Therefore, it was concluded that these pili may play also a role in the electron transport chain through
the biofilm matrix. Moreover, associated with the pili are the OmcS and OmcZ which both seem to
37
4. Results
be necessary in order to obtain high current densities in anode/biofilm systems [202]. Consequently,
it was propsed by Lovley et al. that these pili act as electron channels. The electrons are transported
possibly via π-πstack interactions, as no cytochromes are present along the pili.
However, to prove or disprove the validity of one or the other model, way more experimental studies
have to be carried out. The current art of knowledge on that topic is far from being complete.
Spectro-electrochemistry of electro-active Biofilms of Geobacter Sulfurreducens
The simplest method for characterizing the electro-activity of biofilms is cyclic voltammetry (CV).
Here, the electrode potential is linearly swept and the resulting currents measured and plotted as a
function of cell potential. The CV experiment can be performed for biofilms (grown on the working
electrode) in two modes, in the presence or absence of substrate. Each condition delivers different
information about the system. In the presence of substrate, the voltammogram shows the typical
turnover signal, a quasi-sigmoidal current trace [209, 210]. It could be shown that the turnover
activity, i.e. the total produced current density, depends on the electrode potential and is higher the
more positive the applied electrode potential is [211]. Under non-turnover conditions, i.e. in the
absence of substrate, the voltammogram obtained for very low scan rates (1 mV/s) shows a variety of
unique peaks. These peaks result from electrode nearby redox centers whose reactions were triggered
by the changing electrode potential. It is likely to assume that the nature of these redox centers might
include Omcs that are expressed by the bacteria in order to allow electron exchange with the bulk
metal (vide supra). Unfortunately, CV cannot provide information about the chemical constitution of
the reaction partners involved. To investigate further the compounds involved in the electron trans-
port cascade, CV and in general electrochemical techniques need to be coupled with spectroscopic
methods. The yielded combination, spectro-electrochemistry, has proven to be a powerful method,
particularly for investigating surface-confined redox active biological systems [38, 40, 212, 213].

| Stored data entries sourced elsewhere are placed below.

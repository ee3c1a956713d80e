//! gateway-server
//!
//! UDP transport for the trading gateway. One task owns the socket and
//! the gateway; every datagram is handled to completion before the next
//! one is read.

pub mod config;
pub mod handler;
pub mod server;

pub use config::{Config, TransportConfig};
pub use handler::MessageHandler;
pub use server::UdpGateway;
//! gateway-protocol
//!
//! FIX-lite wire handling for the trading gateway.
//!
//! This crate turns bytes into `gateway_core::InputMessage` values and
//! `gateway_core::Outbound` values back into bytes.
//!
//! - [`codec`]     : tag=value framing, BodyLength and CheckSum
//! - [`parser`]    : streaming reassembly of datagrams into messages
//! - [`translate`] : field maps <-> logical gateway messages
//! - [`pipe`]      : `|`-delimited rendering for logs and fixtures

pub mod tags;
pub mod error;
pub mod message;
pub mod codec;
pub mod parser;
pub mod translate;
pub mod pipe;

pub use error::ProtocolError;
pub use message::{Field, FieldKey, FixMessage};
pub use codec::{checksum, decode, encode};
pub use parser::FixParser;
pub use translate::{decode_input, encode_output, encode_outbound};
pub use pipe::{from_pipe_str, to_pipe_string};
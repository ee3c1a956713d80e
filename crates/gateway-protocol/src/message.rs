//! Tag/value message representation.
//!
//! A [`FixMessage`] is an insertion-ordered map from [`FieldKey`]
//! (tag plus optional repeating-group entry index) to a string value.
//! Setting a key that already exists overwrites the value in place, so
//! duplicate tags outside a group resolve to the last write.
//!
//! The group index only orders entries; two entries are distinct because
//! their indices differ, not because the index carries meaning.

use indexmap::IndexMap;

use crate::tags;

#[derive(Debug, Clone, Copy, PartialEq, Eq, Hash, PartialOrd, Ord)]
pub struct FieldKey {
    pub tag: u32,
    pub group: Option<u32>,
}

impl FieldKey {
    pub fn top(tag: u32) -> Self {
        FieldKey { tag, group: None }
    }

    pub fn in_group(index: u32, tag: u32) -> Self {
        FieldKey {
            tag,
            group: Some(index),
        }
    }
}

/// A single field, as handed to [`FixMessage::from_fields`].
#[derive(Debug, Clone, PartialEq, Eq)]
pub struct Field {
    pub tag: u32,
    pub value: String,
    pub group: Option<u32>,
}

impl Field {
    pub fn new(tag: u32, value: impl Into<String>) -> Self {
        Field {
            tag,
            value: value.into(),
            group: None,
        }
    }

    pub fn grouped(index: u32, tag: u32, value: impl Into<String>) -> Self {
        Field {
            tag,
            value: value.into(),
            group: Some(index),
        }
    }
}

#[derive(Debug, Clone, Default, PartialEq, Eq)]
pub struct FixMessage {
    fields: IndexMap<FieldKey, String>,
}

impl FixMessage {
    pub fn new() -> Self {
        FixMessage::default()
    }

    pub fn from_fields(fields: impl IntoIterator<Item = Field>) -> Self {
        let mut msg = FixMessage::new();
        for field in fields {
            msg.fields.insert(
                FieldKey {
                    tag: field.tag,
                    group: field.group,
                },
                field.value,
            );
        }
        msg
    }

    /// Set a top-level field (last write wins).
    pub fn set(&mut self, tag: u32, value: impl ToString) -> &mut Self {
        self.fields.insert(FieldKey::top(tag), value.to_string());
        self
    }

    /// Set a field inside repeating-group entry `index`.
    pub fn set_group(&mut self, index: u32, tag: u32, value: impl ToString) -> &mut Self {
        self.fields
            .insert(FieldKey::in_group(index, tag), value.to_string());
        self
    }

    /// Top-level value of `tag`.
    pub fn get(&self, tag: u32) -> Option<&str> {
        self.fields.get(&FieldKey::top(tag)).map(String::as_str)
    }

    /// Value of `tag` inside group entry `index`.
    pub fn get_group(&self, index: u32, tag: u32) -> Option<&str> {
        self.fields
            .get(&FieldKey::in_group(index, tag))
            .map(String::as_str)
    }

    /// Top-level value by FIX field name, e.g. `get_by_name("Symbol")`.
    pub fn get_by_name(&self, name: &str) -> Option<&str> {
        tags::by_name(name).and_then(|tag| self.get(tag))
    }

    pub fn msg_type(&self) -> Option<&str> {
        self.get(tags::MSG_TYPE)
    }

    pub fn len(&self) -> usize {
        self.fields.len()
    }

    pub fn is_empty(&self) -> bool {
        self.fields.is_empty()
    }

    /// All fields in insertion order.
    pub fn iter(&self) -> impl Iterator<Item = (FieldKey, &str)> {
        self.fields.iter().map(|(k, v)| (*k, v.as_str()))
    }

    /// Distinct group entry indices, ascending.
    pub fn group_indices(&self) -> Vec<u32> {
        let mut indices: Vec<u32> = self.fields.keys().filter_map(|k| k.group).collect();
        indices.sort_unstable();
        indices.dedup();
        indices
    }

    /// Fields of group entry `index`, ascending by tag.
    pub fn group_entry(&self, index: u32) -> Vec<(u32, &str)> {
        let mut entry: Vec<(u32, &str)> = self
            .fields
            .iter()
            .filter(|(k, _)| k.group == Some(index))
            .map(|(k, v)| (k.tag, v.as_str()))
            .collect();
        entry.sort_unstable_by_key(|(tag, _)| *tag);
        entry
    }

    /// Serialize with [`crate::codec::encode`].
    pub fn encode(&self) -> Vec<u8> {
        crate::codec::encode(self)
    }
}

#[cfg(test)]
mod tests {
    use super::*;

    #[test]
    fn duplicate_tag_last_write_wins() {
        let mut msg = FixMessage::new();
        msg.set(tags::SYMBOL, "AAPL").set(tags::SYMBOL, "MSFT");
        assert_eq!(msg.get(tags::SYMBOL), Some("MSFT"));
        assert_eq!(msg.len(), 1);
    }

    #[test]
    fn group_fields_do_not_collide_with_top_level() {
        let msg = FixMessage::from_fields([
            Field::new(tags::NO_MD_ENTRIES, "2"),
            Field::grouped(0, tags::MD_ENTRY_PX, "1.5"),
            Field::grouped(1, tags::MD_ENTRY_PX, "1.6"),
            Field::grouped(1, tags::MD_ENTRY_TYPE, "1"),
        ]);
        assert_eq!(msg.get(tags::MD_ENTRY_PX), None);
        assert_eq!(msg.get_group(0, tags::MD_ENTRY_PX), Some("1.5"));
        assert_eq!(msg.group_indices(), vec![0, 1]);
        assert_eq!(
            msg.group_entry(1),
            vec![(tags::MD_ENTRY_TYPE, "1"), (tags::MD_ENTRY_PX, "1.6")]
        );
    }

    #[test]
    fn lookup_by_name() {
        let mut msg = FixMessage::new();
        msg.set(tags::MSG_TYPE, "A").set(tags::HEART_BT_INT, 30);
        assert_eq!(msg.get_by_name("MsgType"), Some("A"));
        assert_eq!(msg.get_by_name("HeartBtInt"), Some("30"));
        assert_eq!(msg.get_by_name("Bogus"), None);
        assert_eq!(msg.msg_type(), Some("A"));
    }
}
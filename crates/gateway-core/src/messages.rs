//! Message types used by the gateway core.
//!
//! These are **transport-agnostic** logical messages:
//! - [`InputMessage`]: what the gateway consumes.
//! - [`Outbound`]: what the gateway produces (header + [`OutputMessage`]).
//!
//! Note: the FIX-lite encoder/decoder lives in the `gateway-protocol`
//! crate; this module is purely logical.

use rust_decimal::Decimal;

use crate::order::OrdStatus;
use crate::order_type::OrderType;
use crate::side::Side;

/// Standard header fields as received. Only a Logon needs a complete
/// header, so everything here is optional.
#[derive(Debug, Clone, PartialEq, Eq, Default)]
pub struct Header {
    pub msg_seq_num: Option<u64>,
    pub sender_comp_id: Option<String>,
    pub target_comp_id: Option<String>,
    pub sending_time: Option<String>,
}

/// A decoded inbound message, routed by type.
#[derive(Debug, Clone, PartialEq, Eq)]
pub enum InputMessage {
    /// Logon (35=A).
    Logon(Logon),

    /// Heartbeat (35=0).
    Heartbeat(Heartbeat),

    /// TestRequest (35=1); answered with a Heartbeat.
    TestRequest(TestRequest),

    /// Logout (35=5).
    Logout(Logout),

    /// Market data snapshot (35=W) or incremental refresh (35=X).
    MarketData(MarketData),

    /// Execution report (35=8).
    ExecutionReport(ExecutionReport),
}

impl InputMessage {
    /// FIX MsgType code of this message.
    pub fn msg_type(&self) -> &'static str {
        match self {
            InputMessage::Logon(_) => "A",
            InputMessage::Heartbeat(_) => "0",
            InputMessage::TestRequest(_) => "1",
            InputMessage::Logout(_) => "5",
            InputMessage::MarketData(md) => match md.kind {
                MarketDataKind::Snapshot => "W",
                MarketDataKind::Incremental => "X",
            },
            InputMessage::ExecutionReport(_) => "8",
        }
    }

    /// Inbound MsgSeqNum, if the sender supplied one.
    pub fn msg_seq_num(&self) -> Option<u64> {
        match self {
            InputMessage::Logon(l) => Some(l.msg_seq_num),
            InputMessage::Heartbeat(h) => h.header.msg_seq_num,
            InputMessage::TestRequest(t) => t.header.msg_seq_num,
            InputMessage::Logout(l) => l.header.msg_seq_num,
            InputMessage::MarketData(md) => md.header.msg_seq_num,
            InputMessage::ExecutionReport(er) => er.header.msg_seq_num,
        }
    }
}

/// Logon request. The header tags are mandatory here.
#[derive(Debug, Clone, PartialEq, Eq)]
pub struct Logon {
    pub msg_seq_num: u64,
    pub sender_comp_id: String,
    pub target_comp_id: String,
    pub sending_time: Option<String>,

    /// EncryptMethod (98); only `0` (none) is ever used.
    pub encrypt_method: u32,

    /// HeartBtInt (108) requested by the counterparty, in seconds.
    pub heart_bt_int: Option<u32>,
}

#[derive(Debug, Clone, PartialEq, Eq, Default)]
pub struct Heartbeat {
    pub header: Header,
    pub test_req_id: Option<String>,
}

#[derive(Debug, Clone, PartialEq, Eq, Default)]
pub struct TestRequest {
    pub header: Header,
    pub test_req_id: Option<String>,
}

#[derive(Debug, Clone, PartialEq, Eq, Default)]
pub struct Logout {
    pub header: Header,
    pub text: Option<String>,
}

#[derive(Debug, Copy, Clone, PartialEq, Eq)]
pub enum MarketDataKind {
    /// Full refresh (35=W).
    Snapshot,
    /// Incremental refresh (35=X).
    Incremental,
}

/// MDUpdateAction (279).
#[derive(Debug, Copy, Clone, PartialEq, Eq)]
pub enum MdUpdateAction {
    New,
    Change,
    Delete,
}

impl MdUpdateAction {
    pub fn from_fix(value: &str) -> Option<Self> {
        match value {
            "0" => Some(MdUpdateAction::New),
            "1" => Some(MdUpdateAction::Change),
            "2" => Some(MdUpdateAction::Delete),
            _ => None,
        }
    }
}

/// One entry of the NoMDEntries (268) repeating group.
#[derive(Debug, Clone, PartialEq, Eq)]
pub struct MdEntry {
    pub action: MdUpdateAction,
    pub side: Side,
    pub price: Decimal,
    /// Ignored for `Delete`.
    pub size: u64,
}

impl MdEntry {
    /// Size to apply to the book: a delete is an update to size 0.
    pub fn effective_size(&self) -> u64 {
        match self.action {
            MdUpdateAction::Delete => 0,
            MdUpdateAction::New | MdUpdateAction::Change => self.size,
        }
    }
}

/// A market-data message, already validated entry by entry.
#[derive(Debug, Clone, PartialEq, Eq)]
pub struct MarketData {
    pub header: Header,
    pub kind: MarketDataKind,
    pub symbol: Option<String>,
    pub entries: Vec<MdEntry>,
}

/// Execution report (35=8), reduced to the fields the gateway tracks.
#[derive(Debug, Clone, PartialEq, Eq)]
pub struct ExecutionReport {
    pub header: Header,

    /// ClOrdID (11): the key the tracker records under.
    pub cl_ord_id: String,
    pub order_id: Option<String>,
    pub exec_id: Option<String>,
    pub exec_type: Option<String>,
    pub ord_status: OrdStatus,

    pub symbol: Option<String>,
    pub side: Option<Side>,

    /// LastShares (32) / LastPx (31) of this fill, when it is one.
    pub last_qty: Option<u64>,
    pub last_px: Option<Decimal>,
}

/// Header stamped on every outbound message by the session.
#[derive(Debug, Clone, PartialEq, Eq)]
pub struct OutboundHeader {
    pub msg_seq_num: u64,
    pub sender_comp_id: String,
    pub target_comp_id: String,
    pub sending_time: String,
}

/// An outbound message, ready for the encoder.
#[derive(Debug, Clone, PartialEq, Eq)]
pub struct Outbound {
    pub header: OutboundHeader,
    pub message: OutputMessage,
}

#[derive(Debug, Clone, PartialEq, Eq)]
pub enum OutputMessage {
    /// Logon acknowledgement (35=A).
    Logon(LogonAck),

    /// Heartbeat (35=0), optionally answering a TestRequest.
    Heartbeat(HeartbeatReply),

    /// Logout confirmation (35=5).
    Logout(LogoutReply),

    /// New order decided by the quote engine (35=D).
    NewOrderSingle(NewOrderSingle),
}

#[derive(Debug, Clone, PartialEq, Eq)]
pub struct LogonAck {
    pub encrypt_method: u32,
    pub heart_bt_int: u32,
}

#[derive(Debug, Clone, PartialEq, Eq, Default)]
pub struct HeartbeatReply {
    pub test_req_id: Option<String>,
}

#[derive(Debug, Clone, PartialEq, Eq, Default)]
pub struct LogoutReply {
    pub text: Option<String>,
}

#[derive(Debug, Clone, PartialEq, Eq)]
pub struct NewOrderSingle {
    pub cl_ord_id: String,
    pub symbol: String,
    pub side: Side,
    pub quantity: u64,
    pub price: Decimal,
    pub order_type: OrderType,
    pub transact_time: String,
}

// -----------------------------------------------------------------------------
// Convenience constructors
// -----------------------------------------------------------------------------

impl OutputMessage {
    pub fn logon_ack(heart_bt_int: u32) -> Self {
        OutputMessage::Logon(LogonAck {
            encrypt_method: 0,
            heart_bt_int,
        })
    }

    pub fn heartbeat(test_req_id: Option<String>) -> Self {
        OutputMessage::Heartbeat(HeartbeatReply { test_req_id })
    }

    pub fn logout(text: Option<String>) -> Self {
        OutputMessage::Logout(LogoutReply { text })
    }

    /// FIX MsgType code of this message.
    pub fn msg_type(&self) -> &'static str {
        match self {
            OutputMessage::Logon(_) => "A",
            OutputMessage::Heartbeat(_) => "0",
            OutputMessage::Logout(_) => "5",
            OutputMessage::NewOrderSingle(_) => "D",
        }
    }
}
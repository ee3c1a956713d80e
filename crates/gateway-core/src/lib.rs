//! gateway-core
//!
//! Pure trading-gateway logic:
//! - messages (input/output types)
//! - session state (logon handshake, sequence numbers)
//! - two-sided aggregated order book
//! - quote/order decision engine
//! - execution tracking and PnL
//! - the [`Gateway`] that routes messages between them

pub mod side;
pub mod order_type;
pub mod messages;
pub mod order;
pub mod order_book;
pub mod top_of_book;
pub mod quote_engine;
pub mod execution_tracker;
pub mod pnl;
pub mod session;
pub mod gateway;
pub mod config;
pub mod error;
pub mod timestamp;

pub use side::Side;
pub use order_type::OrderType;

pub use messages::{
    ExecutionReport,
    Header,
    Heartbeat,
    HeartbeatReply,
    InputMessage,
    Logon,
    LogonAck,
    Logout,
    LogoutReply,
    MarketData,
    MarketDataKind,
    MdEntry,
    MdUpdateAction,
    NewOrderSingle,
    Outbound,
    OutboundHeader,
    OutputMessage,
    TestRequest,
};

pub use config::{GatewayConfig, QuotePolicy};
pub use error::GatewayError;
pub use execution_tracker::ExecutionTracker;
pub use gateway::Gateway;
pub use order::{OrdStatus, Order};
pub use order_book::OrderBook;
pub use pnl::{FillError, PnlTracker};
pub use quote_engine::{QuoteDecision, QuoteEngine};
pub use session::{Session, SessionState};
pub use top_of_book::TopOfBookSnapshot;

pub use rust_decimal::Decimal;
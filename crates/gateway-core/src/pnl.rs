//! Minimal position / PnL tracker fed by execution-report fills.
//!
//! Tracks a signed position and the cash flow of fills; total PnL is the
//! cash plus the position marked at a given price (normally the book mid).
//! A fill whose quantity or notional does not fit is rejected whole, so
//! position and cash never disagree.

use rust_decimal::Decimal;
use thiserror::Error;

use crate::side::Side;

#[derive(Debug, Clone, PartialEq, Eq, Error)]
pub enum FillError {
    #[error("fill quantity {0} does not fit a signed position")]
    QuantityOutOfRange(u64),

    #[error("fill of {qty} @ {price} overflows position or cash")]
    Overflow { qty: u64, price: Decimal },
}

#[derive(Debug, Default, Clone, PartialEq, Eq)]
pub struct PnlTracker {
    position: i64,
    cash: Decimal,
}

impl PnlTracker {
    pub fn new() -> Self {
        PnlTracker::default()
    }

    /// Apply a fill. Zero-quantity fills are ignored. On error nothing
    /// is changed.
    pub fn on_fill(&mut self, side: Side, qty: u64, price: Decimal) -> Result<(), FillError> {
        if qty == 0 {
            return Ok(());
        }
        let signed = i64::try_from(qty).map_err(|_| FillError::QuantityOutOfRange(qty))?;
        let overflow = || FillError::Overflow { qty, price };

        let notional = Decimal::from(qty).checked_mul(price).ok_or_else(overflow)?;
        let (position, cash) = match side {
            Side::Buy => (
                self.position.checked_add(signed),
                self.cash.checked_sub(notional),
            ),
            Side::Sell => (
                self.position.checked_sub(signed),
                self.cash.checked_add(notional),
            ),
        };

        match (position, cash) {
            (Some(position), Some(cash)) => {
                self.position = position;
                self.cash = cash;
                Ok(())
            }
            _ => Err(overflow()),
        }
    }

    pub fn position(&self) -> i64 {
        self.position
    }

    /// Cash PnL from fills.
    pub fn realized_pnl(&self) -> Decimal {
        self.cash
    }

    /// Cash plus position marked at `mark`; `None` if that overflows.
    pub fn total_pnl(&self, mark: Decimal) -> Option<Decimal> {
        Decimal::from(self.position)
            .checked_mul(mark)?
            .checked_add(self.cash)
    }
}
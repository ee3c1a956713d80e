//! Configuration values consumed by the gateway core.
//!
//! The core never loads configuration itself; the server crate builds
//! a [`GatewayConfig`] (from defaults, a TOML file and the environment)
//! and hands it to [`Gateway::new`](crate::gateway::Gateway::new).

use rust_decimal::Decimal;
use serde::Deserialize;

/// Quote/order decision policy.
#[derive(Debug, Clone, PartialEq, Eq, Deserialize)]
#[serde(default)]
pub struct QuotePolicy {
    /// An order is emitted only when `spread < spread_threshold`.
    #[serde(with = "rust_decimal::serde::str")]
    pub spread_threshold: Decimal,

    /// OrderQty (38) of emitted orders.
    pub quote_quantity: u64,

    /// Symbol (55) of emitted orders.
    pub quote_symbol: String,
}

impl Default for QuotePolicy {
    fn default() -> Self {
        QuotePolicy {
            spread_threshold: Decimal::new(5, 2),
            quote_quantity: 10,
            quote_symbol: "TEST".to_string(),
        }
    }
}

/// Gateway identity and session defaults.
#[derive(Debug, Clone, PartialEq, Eq, Deserialize)]
#[serde(default)]
pub struct GatewayConfig {
    /// Our SenderCompID (49) on every outbound message.
    pub sender_comp_id: String,

    /// TargetCompID (56) for new orders.
    pub target_comp_id: String,

    /// HeartBtInt (108) used when the counterparty's logon omits it.
    pub heartbeat_interval: u32,

    /// Prefix of generated ClOrdIDs (`<prefix>-<n>`).
    pub cl_ord_id_prefix: String,

    pub quote: QuotePolicy,
}

impl Default for GatewayConfig {
    fn default() -> Self {
        GatewayConfig {
            sender_comp_id: "EXCHANGE".to_string(),
            target_comp_id: "CLIENT1".to_string(),
            heartbeat_interval: 30,
            cl_ord_id_prefix: "QUOTE".to_string(),
            quote: QuotePolicy::default(),
        }
    }
}
//! Colored terminal output for build progress.

use console::{Style, Term};

/// Terminal output formatter writing to stderr.
pub(crate) struct Output {
    term: Term,
    label: Style,
    green: Style,
    yellow: Style,
    red: Style,
}

impl Output {
    #[must_use]
    pub(crate) fn new() -> Self {
        Self {
            term: Term::stderr(),
            label: Style::new().cyan().bold(),
            green: Style::new().green(),
            yellow: Style::new().yellow(),
            red: Style::new().red(),
        }
    }

    /// Print a `label: value` line with a highlighted label.
    pub(crate) fn field(&self, label: &str, value: impl std::fmt::Display) {
        let _ = self
            .term
            .write_line(&format!("{} {value}", self.label.apply_to(format!("{label}:"))));
    }

    /// Print a success message (green).
    pub(crate) fn success(&self, msg: &str) {
        let _ = self.term.write_line(&self.green.apply_to(msg).to_string());
    }

    /// Print a warning message (yellow).
    pub(crate) fn warning(&self, msg: &str) {
        let _ = self.term.write_line(&self.yellow.apply_to(msg).to_string());
    }

    /// Print an error message (red).
    pub(crate) fn error(&self, msg: &str) {
        let _ = self.term.write_line(&self.red.apply_to(msg).to_string());
    }
}
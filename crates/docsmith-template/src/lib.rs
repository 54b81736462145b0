//! Template dialect for docsmith pages.
//!
//! Pages are Jinja-flavoured templates rendered with `minijinja`. On top of the
//! engine's built-ins, every template can call:
//!
//! - string helpers: `title`, `replace`, `chomp`, `handle_file`, `handle_link`
//!   (available both as functions and as filters)
//! - directives that splice external files into the page: `insert_definition`,
//!   `insert_bash_lines`, `insert_file`
//!
//! Directives read from the directories held by a [`DirectiveContext`], which
//! is passed explicitly to [`TemplateSet::new`].
//!
//! # Example
//!
//! ```
//! use docsmith_template::{DirectiveContext, TemplateSet};
//!
//! let mut templates = TemplateSet::new(DirectiveContext::new()).unwrap();
//! templates
//!     .add_raw("link", "{{ 'tool serve' | handle_file | handle_link }}")
//!     .unwrap();
//! assert_eq!(templates.render("link", ()).unwrap(), "tool_serve/");
//! ```

mod context;
mod directives;
mod error;
mod functions;
mod pages;
mod template_set;

pub use context::{
    DEFAULT_DEFINITION_LANG, DEFAULT_DEFINITIONS_DIR, DEFAULT_FIXTURES_DIR, DirectiveContext,
};
pub use directives::{insert_bash_lines, insert_definition, insert_file};
pub use error::{DirectiveError, TemplateError};
pub use functions::{chomp, handle_file, handle_link, replace_n, title_case};
pub use pages::{COMMAND_TEMPLATE_NAME, FRONT_MATTER};
pub use template_set::TemplateSet;
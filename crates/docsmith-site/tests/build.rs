//! End-to-end build of a small documentation tree.

use std::fs;
use std::path::Path;

use clap::{Arg, ArgAction, Command};
use docsmith_site::{BuildConfig, CommandDoc, SiteBuilder};
use docsmith_template::DirectiveContext;
use pretty_assertions::assert_eq;

fn write(path: &Path, contents: &str) {
    fs::create_dir_all(path.parent().unwrap()).unwrap();
    fs::write(path, contents).unwrap();
}

fn cli() -> Command {
    Command::new("tool")
        .about("manage things")
        .subcommand_required(true)
        .arg(
            Arg::new("verbose")
                .short('v')
                .long("verbose")
                .action(ArgAction::SetTrue)
                .global(true)
                .help("Print more"),
        )
        .subcommand(
            Command::new("serve")
                .about("start the server")
                .after_help("tool serve --port 8080")
                .arg(
                    Arg::new("port")
                        .long("port")
                        .value_name("PORT")
                        .help("Port to bind"),
                ),
        )
}

#[test]
fn builds_sections_and_command_reference() {
    let temp_dir = tempfile::tempdir().unwrap();
    let root = temp_dir.path();

    write(
        &root.join("definitions/types.go"),
        "package types\n\ntype Server struct {\n Port int\n}\n",
    );
    write(&root.join("fixtures/run.sh"), "#!/bin/sh\ntool serve\necho done\n");
    write(&root.join("fixtures/config.yml"), "port: 8080");
    write(
        &root.join("docs/specifications/server_config.md"),
        "# Server\n\n{{ insert_definition('types.go', 'Server') }}\n\n{{ insert_file('config.yml') }}",
    );
    write(
        &root.join("docs/examples/quick-start.md"),
        "{{ insert_bash_lines('run.sh', '2') }}\n\nSee {{ 'tool serve' | handle_file | handle_link }}.",
    );

    let mut config = BuildConfig::new(root.join("docs"), format!("{}/site", root.display()), "Tool");
    config.cmd_entry_point = "tool".to_owned();
    config.base_url = "/docs/".to_owned();
    config.directives = DirectiveContext::new()
        .with_definitions_dir(root.join("definitions"))
        .with_fixtures_dir(root.join("fixtures"));

    let report = SiteBuilder::new(config)
        .unwrap()
        .build(Some(&CommandDoc::from_clap(&cli())))
        .unwrap();
    assert_eq!(report.total(), 4);

    let spec = fs::read_to_string(root.join("site/specifications/server_config.md")).unwrap();
    assert_eq!(
        spec,
        "---\n\nlayout: single\ntype: docs\ntitle: \"Documentation | Tool | Server Config\"\n\n---\n\n\
         # Server\n\n```go\ntype Server struct {\n Port int\n}\n```\n\n```yaml\nport: 8080\n```\n\n\
         ## Commands\n\n* [tool](/docs/tool/)\n\n\n\n\n"
    );

    let example = fs::read_to_string(root.join("site/examples/quick-start.md")).unwrap();
    assert!(example.contains("title: \"Documentation | Tool | Quick Start\""));
    assert!(example.contains("```bash\ntool serve\n```\n\nSee tool_serve/."));

    let tool = fs::read_to_string(root.join("site/tool.md")).unwrap();
    let site = format!("{}/site", root.display());
    assert!(tool.contains("title: \"Documentation | Tool | tool\""));
    assert!(tool.contains("* [tool serve](/docs/tool_serve/) - start the server"));
    assert!(tool.contains(&format!(
        "# Examples\n\n* [Quick Start]({site}/examples/quick-start/)\n"
    )));
    assert!(tool.contains(&format!(
        "# Specifications\n\n* [Server Config]({site}/specifications/server_config/)\n"
    )));

    let serve = fs::read_to_string(root.join("site/tool_serve.md")).unwrap();
    assert!(serve.contains("## Usage\n\n```bash\ntool serve [flags]\n```"));
    assert!(serve.contains("## Options\n\n```bash\n  --port <PORT>   Port to bind\n```"));
    assert!(serve.contains("## See Also\n\n* [tool](/docs/tool/) - manage things"));
    assert!(serve.contains("# Quick Tips\n\n```bash\ntool serve --port 8080\n```"));
}

#[test]
fn missing_fixture_aborts_build() {
    let temp_dir = tempfile::tempdir().unwrap();
    let root = temp_dir.path();
    write(
        &root.join("docs/examples/broken.md"),
        "{{ insert_bash_lines('missing.sh', '1-2') }}",
    );

    let mut config = BuildConfig::new(root.join("docs"), format!("{}/site", root.display()), "Tool");
    config.directives = DirectiveContext::new().with_fixtures_dir(root.join("fixtures"));

    let err = SiteBuilder::new(config).unwrap().build(None).unwrap_err();
    assert!(err.to_string().contains("broken.md"));
}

For biofilms that contain a lot of heme proteins such as plasmic cytochromes and Omcs, SERR spec-
troscopy turned out to be the ideal spectroscopic tool [210]. In a first study by Millo et al., SERR
spectroscopy was successfully applied for investigations of surface-confined Omcs in biofilms of
Geobacter Sulfurreducens. The biofilm was therefore grown on a roughened Ag electrode that
constitutes the SER active support. Interestingly, the bacteria could grow also in the presence of
silver cations, which normally have a disinfectant effect. In fact, the bacterial turnover activity
resulted in high current densities up to 600 µA/cm2. SERR spectra collected from that system,
using a 413 nm excitation which is in resonance with both the heme group and the support, clearly
showed a spectral signature of a c-type heme with two His residues functioning as axial ligands
(bis-His 6cLS). Upon changing the electrode potential, the relative amount of oxidized and reduced
hemes changed indicating that the heme groups are involved in the electron transport reaction /
surface redox reaction. As a result of the electrochemical titration experiments, it could be shown
that, consistent with CV experimental predictions, two kinds of heme containing redox species are
involved in the heterogeneous electron transfer process. These heme groups belong most likely to
two different Omcs of bacterial cells in close contact with the electrode surface. Along with findings
obtained with other spectroscopic techniques such as UV/Vis or SEIRA, it could be conclusively
shown that, as predicted by microbiological methods, cytochromes are involved in the interfacial
electron transport of biofilms [214–218].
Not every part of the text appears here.